Dataset entries:
□ □ □ □ □ □ □
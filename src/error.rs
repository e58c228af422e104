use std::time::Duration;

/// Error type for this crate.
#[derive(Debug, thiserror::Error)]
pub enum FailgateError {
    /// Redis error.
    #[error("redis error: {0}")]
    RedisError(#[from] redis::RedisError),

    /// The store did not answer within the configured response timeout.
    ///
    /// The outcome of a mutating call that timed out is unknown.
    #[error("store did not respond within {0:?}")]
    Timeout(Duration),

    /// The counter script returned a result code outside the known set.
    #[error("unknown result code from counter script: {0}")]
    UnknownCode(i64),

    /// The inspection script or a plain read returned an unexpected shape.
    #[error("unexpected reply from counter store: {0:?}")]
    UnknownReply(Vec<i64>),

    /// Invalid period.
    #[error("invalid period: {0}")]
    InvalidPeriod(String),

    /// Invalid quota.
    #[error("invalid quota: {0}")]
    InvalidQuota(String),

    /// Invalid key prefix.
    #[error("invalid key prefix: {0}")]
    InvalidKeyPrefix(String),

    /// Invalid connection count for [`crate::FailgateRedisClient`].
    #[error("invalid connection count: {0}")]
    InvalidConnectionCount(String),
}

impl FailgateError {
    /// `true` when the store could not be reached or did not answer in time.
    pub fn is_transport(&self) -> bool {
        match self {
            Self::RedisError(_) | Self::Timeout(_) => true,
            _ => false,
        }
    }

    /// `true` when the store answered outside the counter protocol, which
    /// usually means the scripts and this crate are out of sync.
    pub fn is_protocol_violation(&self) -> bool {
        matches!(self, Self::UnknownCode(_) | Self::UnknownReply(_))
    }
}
□ □ □ □ □ □ □
WORK INSTRUCTIONS: Lines in the data that hold "RedisError" must be located and copied.

ANSWER SECTION:
    RedisError(#[from] redis::RedisError),
            Self::RedisError(_) | Self::Timeout(_) => true,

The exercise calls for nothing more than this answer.